*Problem*.
Starting at the line that contains "Places a pickup", repeat each line exactly until the records end, keeping both the first and the last.

*Materials provided*.
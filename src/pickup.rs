use rand::{rngs::StdRng, Rng, SeedableRng};
use tracing::debug;

use crate::{BoardInt, Coords};

/// The single piece of food on the board.
///
/// Placement ignores the snake, so a pickup may land on top of its body.
pub struct Pickup {
    pos: Coords,
    board_size: BoardInt,
    rng: StdRng,
}

impl Pickup {
    pub fn new(board_size: BoardInt, seed: Option<u64>) -> Self {
        let rng = match seed {
            Some(seed) => StdRng::seed_from_u64(seed),
            None => StdRng::from_entropy(),
        };

        let mut pickup = Pickup { pos: (0, 0), board_size, rng };
        pickup.relocate();
        pickup
    }

    /// Places a pickup at a fixed position. Later relocations draw from `seed`.
    #[cfg(test)]
    pub fn at(pos: Coords, board_size: BoardInt, seed: u64) -> Self {
        Pickup { pos, board_size, rng: StdRng::seed_from_u64(seed) }
    }

    pub fn pos(&self) -> Coords {
        self.pos
    }

    pub fn relocate(&mut self) {
        let x = self.rng.gen_range(0..self.board_size);
        let y = self.rng.gen_range(0..self.board_size);
        self.pos = (x, y);
        debug!(x, y, "pickup relocated");
    }
}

*Problem solution*.
    /// Places a pickup at a fixed position. Later relocations draw from `seed`.
    #[cfg(test)]
    pub fn at(pos: Coords, board_size: BoardInt, seed: u64) -> Self {
        Pickup { pos, board_size, rng: StdRng::seed_from_u64(seed) }
    }

    pub fn pos(&self) -> Coords {
        self.pos
    }

    pub fn relocate(&mut self) {
        let x = self.rng.gen_range(0..self.board_size);
        let y = self.rng.gen_range(0..self.board_size);
        self.pos = (x, y);
        debug!(x, y, "pickup relocated");
    }
}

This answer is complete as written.